(Stored data)
____________
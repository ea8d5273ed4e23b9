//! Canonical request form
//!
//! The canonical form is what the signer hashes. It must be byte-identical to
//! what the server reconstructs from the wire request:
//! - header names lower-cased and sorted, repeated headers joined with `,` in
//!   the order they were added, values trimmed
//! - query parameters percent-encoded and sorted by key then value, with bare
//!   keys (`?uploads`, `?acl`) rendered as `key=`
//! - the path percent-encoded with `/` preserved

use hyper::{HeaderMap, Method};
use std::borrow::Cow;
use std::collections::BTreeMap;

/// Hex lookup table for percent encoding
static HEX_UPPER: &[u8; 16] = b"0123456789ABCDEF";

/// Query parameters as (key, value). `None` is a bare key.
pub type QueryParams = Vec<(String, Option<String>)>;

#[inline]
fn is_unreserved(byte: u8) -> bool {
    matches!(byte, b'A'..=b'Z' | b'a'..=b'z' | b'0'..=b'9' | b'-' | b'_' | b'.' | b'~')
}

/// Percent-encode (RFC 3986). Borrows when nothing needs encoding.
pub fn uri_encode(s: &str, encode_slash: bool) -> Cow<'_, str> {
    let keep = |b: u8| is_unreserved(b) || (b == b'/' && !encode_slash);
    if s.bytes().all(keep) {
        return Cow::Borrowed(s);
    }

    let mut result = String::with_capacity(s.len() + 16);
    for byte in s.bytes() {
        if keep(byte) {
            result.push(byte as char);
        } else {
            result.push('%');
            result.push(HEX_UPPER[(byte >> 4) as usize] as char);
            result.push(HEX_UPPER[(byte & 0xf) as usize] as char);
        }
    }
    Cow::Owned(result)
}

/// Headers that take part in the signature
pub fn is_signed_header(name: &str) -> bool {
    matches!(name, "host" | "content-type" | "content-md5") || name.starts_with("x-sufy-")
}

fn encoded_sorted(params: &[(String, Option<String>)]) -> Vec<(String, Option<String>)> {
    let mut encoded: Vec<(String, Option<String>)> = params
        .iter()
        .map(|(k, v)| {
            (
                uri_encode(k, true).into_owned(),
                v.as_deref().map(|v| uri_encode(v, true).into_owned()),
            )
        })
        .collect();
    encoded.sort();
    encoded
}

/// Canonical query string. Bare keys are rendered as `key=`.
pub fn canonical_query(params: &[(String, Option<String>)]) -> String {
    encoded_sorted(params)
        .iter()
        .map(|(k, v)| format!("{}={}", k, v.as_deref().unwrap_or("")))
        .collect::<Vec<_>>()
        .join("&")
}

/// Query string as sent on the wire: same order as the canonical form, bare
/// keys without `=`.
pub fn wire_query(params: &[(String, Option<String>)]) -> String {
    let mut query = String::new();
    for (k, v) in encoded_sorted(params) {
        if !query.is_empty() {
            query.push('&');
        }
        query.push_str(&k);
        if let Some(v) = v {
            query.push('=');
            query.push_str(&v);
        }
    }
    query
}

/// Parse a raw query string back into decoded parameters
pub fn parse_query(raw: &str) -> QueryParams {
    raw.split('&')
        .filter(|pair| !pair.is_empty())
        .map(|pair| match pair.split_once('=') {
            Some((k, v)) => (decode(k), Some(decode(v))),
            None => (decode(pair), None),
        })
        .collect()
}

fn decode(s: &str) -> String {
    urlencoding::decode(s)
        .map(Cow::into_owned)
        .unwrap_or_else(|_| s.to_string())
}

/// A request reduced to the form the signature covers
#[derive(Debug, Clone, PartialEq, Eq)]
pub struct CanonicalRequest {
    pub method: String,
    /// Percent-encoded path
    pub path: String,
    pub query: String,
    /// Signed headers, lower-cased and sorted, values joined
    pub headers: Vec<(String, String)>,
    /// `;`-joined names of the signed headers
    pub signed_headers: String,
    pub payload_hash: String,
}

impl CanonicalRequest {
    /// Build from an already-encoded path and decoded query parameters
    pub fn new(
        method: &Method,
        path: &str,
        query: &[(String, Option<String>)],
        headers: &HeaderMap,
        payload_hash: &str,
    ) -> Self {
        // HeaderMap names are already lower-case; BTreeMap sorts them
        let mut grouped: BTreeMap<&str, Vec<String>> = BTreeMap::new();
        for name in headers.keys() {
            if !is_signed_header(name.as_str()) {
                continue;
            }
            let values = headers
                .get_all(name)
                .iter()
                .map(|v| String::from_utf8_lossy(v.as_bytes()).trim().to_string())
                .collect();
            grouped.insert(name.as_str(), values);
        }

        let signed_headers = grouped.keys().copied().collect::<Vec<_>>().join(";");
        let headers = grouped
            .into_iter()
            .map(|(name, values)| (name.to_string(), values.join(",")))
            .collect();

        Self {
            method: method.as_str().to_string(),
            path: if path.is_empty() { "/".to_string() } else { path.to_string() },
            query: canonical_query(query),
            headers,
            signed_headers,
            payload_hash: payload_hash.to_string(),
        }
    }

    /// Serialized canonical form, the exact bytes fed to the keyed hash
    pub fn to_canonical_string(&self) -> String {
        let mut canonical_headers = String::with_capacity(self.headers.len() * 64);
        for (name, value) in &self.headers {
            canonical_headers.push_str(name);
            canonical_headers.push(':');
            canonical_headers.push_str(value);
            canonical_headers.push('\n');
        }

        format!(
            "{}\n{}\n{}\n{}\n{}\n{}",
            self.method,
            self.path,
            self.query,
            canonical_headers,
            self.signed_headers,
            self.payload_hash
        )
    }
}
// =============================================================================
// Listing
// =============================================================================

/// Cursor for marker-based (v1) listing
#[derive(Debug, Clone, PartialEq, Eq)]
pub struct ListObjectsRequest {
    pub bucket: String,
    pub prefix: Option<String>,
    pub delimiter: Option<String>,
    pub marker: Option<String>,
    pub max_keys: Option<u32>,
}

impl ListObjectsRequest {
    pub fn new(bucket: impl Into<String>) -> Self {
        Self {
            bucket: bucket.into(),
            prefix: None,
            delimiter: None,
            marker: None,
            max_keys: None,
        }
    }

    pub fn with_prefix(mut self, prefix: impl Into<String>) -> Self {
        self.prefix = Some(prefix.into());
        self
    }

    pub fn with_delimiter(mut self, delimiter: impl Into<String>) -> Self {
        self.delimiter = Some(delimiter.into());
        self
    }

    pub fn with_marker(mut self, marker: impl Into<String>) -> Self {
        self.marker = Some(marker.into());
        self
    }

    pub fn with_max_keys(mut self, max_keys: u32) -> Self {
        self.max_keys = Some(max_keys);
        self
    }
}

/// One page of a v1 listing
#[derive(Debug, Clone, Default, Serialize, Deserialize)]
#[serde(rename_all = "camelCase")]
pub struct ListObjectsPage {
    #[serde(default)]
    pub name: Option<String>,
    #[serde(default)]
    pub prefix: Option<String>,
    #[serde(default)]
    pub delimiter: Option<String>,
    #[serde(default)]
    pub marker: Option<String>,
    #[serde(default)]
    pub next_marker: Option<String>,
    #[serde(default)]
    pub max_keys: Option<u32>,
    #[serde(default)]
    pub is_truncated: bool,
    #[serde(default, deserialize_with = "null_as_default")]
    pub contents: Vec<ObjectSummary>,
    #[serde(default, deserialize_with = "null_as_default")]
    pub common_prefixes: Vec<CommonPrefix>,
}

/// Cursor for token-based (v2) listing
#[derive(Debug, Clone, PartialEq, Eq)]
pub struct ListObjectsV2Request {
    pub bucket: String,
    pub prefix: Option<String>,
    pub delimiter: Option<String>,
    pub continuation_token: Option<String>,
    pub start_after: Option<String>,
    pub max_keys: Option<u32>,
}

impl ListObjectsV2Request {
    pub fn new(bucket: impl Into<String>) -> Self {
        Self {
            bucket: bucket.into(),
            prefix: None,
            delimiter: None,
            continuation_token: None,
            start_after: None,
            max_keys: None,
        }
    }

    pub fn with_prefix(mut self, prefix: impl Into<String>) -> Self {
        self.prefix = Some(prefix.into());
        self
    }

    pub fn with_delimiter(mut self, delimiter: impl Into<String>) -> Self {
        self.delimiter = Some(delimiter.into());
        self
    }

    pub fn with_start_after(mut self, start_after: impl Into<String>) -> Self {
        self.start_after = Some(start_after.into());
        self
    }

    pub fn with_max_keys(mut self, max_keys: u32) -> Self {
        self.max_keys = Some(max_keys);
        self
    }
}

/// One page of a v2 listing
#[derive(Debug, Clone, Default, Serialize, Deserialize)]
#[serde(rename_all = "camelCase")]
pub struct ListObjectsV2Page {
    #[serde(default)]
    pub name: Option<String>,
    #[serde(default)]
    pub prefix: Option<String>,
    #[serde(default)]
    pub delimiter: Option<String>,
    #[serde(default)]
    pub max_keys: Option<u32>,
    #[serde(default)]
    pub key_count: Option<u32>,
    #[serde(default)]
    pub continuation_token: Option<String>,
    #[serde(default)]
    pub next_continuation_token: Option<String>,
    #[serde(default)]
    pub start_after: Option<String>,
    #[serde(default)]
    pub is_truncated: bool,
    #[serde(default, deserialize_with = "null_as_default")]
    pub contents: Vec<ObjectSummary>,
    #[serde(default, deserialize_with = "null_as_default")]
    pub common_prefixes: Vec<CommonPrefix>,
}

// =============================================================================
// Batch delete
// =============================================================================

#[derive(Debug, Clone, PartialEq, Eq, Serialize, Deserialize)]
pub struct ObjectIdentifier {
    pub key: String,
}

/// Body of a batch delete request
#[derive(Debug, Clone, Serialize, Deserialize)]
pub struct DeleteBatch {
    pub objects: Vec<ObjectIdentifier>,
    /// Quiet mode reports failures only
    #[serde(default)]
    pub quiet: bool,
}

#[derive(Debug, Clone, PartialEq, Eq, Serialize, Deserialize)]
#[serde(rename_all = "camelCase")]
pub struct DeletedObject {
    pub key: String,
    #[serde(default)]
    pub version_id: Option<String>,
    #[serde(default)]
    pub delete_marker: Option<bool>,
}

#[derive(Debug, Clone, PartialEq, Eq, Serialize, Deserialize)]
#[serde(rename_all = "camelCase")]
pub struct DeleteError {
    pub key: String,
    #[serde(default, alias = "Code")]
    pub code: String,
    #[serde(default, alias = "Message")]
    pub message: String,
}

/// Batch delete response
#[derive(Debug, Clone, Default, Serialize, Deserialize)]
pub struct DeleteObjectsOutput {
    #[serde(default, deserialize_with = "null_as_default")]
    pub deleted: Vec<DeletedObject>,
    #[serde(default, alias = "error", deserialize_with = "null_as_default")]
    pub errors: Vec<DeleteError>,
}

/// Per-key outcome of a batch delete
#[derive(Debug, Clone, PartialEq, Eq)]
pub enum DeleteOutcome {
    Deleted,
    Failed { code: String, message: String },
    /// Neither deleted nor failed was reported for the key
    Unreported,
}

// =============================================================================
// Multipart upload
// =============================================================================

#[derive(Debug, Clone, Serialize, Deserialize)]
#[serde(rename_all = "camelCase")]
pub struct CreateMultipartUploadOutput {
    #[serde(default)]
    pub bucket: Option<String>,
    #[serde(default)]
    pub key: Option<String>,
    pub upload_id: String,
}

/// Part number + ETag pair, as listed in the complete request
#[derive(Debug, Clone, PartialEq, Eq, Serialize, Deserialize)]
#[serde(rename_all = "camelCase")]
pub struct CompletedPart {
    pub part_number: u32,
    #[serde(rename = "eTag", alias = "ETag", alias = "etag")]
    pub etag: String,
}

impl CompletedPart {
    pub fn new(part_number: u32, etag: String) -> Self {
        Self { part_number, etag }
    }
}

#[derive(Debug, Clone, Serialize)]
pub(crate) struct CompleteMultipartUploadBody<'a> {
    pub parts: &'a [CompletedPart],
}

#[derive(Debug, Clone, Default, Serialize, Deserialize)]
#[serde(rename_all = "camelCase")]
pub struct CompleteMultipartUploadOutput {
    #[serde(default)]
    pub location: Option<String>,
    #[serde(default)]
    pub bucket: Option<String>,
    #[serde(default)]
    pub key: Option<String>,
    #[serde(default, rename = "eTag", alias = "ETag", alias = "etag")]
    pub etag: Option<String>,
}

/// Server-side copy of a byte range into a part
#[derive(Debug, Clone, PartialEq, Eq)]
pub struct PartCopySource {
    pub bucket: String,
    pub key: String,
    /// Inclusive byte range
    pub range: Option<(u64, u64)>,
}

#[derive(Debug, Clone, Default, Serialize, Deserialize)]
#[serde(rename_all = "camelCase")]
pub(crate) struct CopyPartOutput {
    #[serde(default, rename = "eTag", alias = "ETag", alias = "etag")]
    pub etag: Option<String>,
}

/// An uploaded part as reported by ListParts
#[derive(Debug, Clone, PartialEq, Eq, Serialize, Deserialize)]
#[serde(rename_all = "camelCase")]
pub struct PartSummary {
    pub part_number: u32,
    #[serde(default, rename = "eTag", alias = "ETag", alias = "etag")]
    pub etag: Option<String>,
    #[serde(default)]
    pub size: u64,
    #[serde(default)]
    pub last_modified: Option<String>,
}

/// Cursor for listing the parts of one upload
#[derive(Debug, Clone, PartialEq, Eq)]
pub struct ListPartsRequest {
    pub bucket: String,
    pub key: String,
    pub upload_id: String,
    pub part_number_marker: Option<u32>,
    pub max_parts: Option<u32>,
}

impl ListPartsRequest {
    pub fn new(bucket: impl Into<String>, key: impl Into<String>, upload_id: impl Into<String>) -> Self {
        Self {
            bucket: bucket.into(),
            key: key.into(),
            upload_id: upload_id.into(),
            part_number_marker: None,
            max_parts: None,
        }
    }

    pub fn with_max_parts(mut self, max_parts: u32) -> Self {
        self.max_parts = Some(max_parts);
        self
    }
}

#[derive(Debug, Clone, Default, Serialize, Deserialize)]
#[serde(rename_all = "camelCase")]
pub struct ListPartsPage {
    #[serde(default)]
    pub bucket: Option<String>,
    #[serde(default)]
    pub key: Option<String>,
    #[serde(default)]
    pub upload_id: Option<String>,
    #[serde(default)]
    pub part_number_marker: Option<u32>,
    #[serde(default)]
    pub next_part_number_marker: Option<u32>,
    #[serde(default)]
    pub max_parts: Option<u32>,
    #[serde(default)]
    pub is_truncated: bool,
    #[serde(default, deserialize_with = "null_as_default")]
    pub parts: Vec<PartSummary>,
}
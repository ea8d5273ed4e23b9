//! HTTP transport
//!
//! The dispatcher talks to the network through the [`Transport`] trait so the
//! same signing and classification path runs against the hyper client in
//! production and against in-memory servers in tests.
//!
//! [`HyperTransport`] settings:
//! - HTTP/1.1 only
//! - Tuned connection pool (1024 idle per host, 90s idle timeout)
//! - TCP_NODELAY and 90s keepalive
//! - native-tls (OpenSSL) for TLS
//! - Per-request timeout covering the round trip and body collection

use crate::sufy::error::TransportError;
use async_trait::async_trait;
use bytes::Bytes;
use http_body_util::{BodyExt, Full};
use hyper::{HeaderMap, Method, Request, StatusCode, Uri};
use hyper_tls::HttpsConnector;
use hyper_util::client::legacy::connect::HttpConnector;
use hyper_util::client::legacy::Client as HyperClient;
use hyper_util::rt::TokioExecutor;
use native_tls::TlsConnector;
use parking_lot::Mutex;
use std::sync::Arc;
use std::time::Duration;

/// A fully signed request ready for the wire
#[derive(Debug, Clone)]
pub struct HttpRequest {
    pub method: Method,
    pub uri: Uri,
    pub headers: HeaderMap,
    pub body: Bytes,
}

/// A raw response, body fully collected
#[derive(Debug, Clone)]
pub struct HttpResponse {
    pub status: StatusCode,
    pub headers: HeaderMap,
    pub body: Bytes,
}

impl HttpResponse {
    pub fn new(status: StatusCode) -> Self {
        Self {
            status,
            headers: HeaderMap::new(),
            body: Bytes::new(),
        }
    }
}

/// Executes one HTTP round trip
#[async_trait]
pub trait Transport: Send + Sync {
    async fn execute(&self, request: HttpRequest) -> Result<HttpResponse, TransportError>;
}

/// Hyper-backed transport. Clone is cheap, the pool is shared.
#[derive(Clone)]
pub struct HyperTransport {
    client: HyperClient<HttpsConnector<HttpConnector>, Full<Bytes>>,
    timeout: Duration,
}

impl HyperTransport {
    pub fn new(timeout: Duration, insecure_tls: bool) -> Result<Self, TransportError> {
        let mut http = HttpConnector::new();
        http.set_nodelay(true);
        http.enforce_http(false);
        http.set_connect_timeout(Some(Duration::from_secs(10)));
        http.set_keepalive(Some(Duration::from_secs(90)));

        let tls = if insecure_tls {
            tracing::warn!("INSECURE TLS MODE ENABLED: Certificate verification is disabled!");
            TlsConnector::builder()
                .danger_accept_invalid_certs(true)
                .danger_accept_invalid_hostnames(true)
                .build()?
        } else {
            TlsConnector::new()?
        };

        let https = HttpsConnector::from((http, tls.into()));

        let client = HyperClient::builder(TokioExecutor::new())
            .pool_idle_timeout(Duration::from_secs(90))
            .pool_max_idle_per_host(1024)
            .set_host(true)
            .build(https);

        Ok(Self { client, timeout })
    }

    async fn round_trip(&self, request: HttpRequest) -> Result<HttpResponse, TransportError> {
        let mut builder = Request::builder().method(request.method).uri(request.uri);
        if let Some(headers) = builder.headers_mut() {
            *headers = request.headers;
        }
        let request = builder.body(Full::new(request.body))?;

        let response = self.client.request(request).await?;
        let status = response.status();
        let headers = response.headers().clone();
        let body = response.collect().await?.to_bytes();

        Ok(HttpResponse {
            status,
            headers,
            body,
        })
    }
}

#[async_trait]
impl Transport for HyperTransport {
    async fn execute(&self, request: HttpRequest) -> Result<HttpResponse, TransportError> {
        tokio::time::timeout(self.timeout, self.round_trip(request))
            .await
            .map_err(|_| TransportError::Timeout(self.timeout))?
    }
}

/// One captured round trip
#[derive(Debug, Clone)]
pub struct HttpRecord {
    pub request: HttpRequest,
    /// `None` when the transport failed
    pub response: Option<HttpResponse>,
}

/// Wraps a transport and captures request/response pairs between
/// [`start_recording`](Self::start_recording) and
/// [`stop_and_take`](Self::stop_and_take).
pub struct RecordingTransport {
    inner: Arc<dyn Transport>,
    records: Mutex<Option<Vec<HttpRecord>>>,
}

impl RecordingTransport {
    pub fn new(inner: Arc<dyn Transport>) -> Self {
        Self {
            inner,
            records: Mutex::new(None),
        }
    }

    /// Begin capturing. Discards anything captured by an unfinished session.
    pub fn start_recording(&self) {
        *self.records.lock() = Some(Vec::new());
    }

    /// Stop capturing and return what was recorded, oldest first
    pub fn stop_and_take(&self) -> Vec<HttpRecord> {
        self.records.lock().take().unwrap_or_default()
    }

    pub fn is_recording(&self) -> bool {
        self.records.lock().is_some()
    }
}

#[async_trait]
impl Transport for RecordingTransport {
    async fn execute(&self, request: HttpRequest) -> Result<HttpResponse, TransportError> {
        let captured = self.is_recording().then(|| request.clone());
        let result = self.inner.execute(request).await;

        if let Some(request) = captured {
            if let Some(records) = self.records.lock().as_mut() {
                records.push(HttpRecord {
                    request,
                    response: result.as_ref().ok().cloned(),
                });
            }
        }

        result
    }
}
____________
• [EXERCISE INSTRUCTIONS]: Copy every line from the entries that contains the word "then".

• [RESPONSE TO THIS EXERCISE]:
//! - query parameters percent-encoded and sorted by key then value, with bare
        let captured = self.is_recording().then(|| request.clone());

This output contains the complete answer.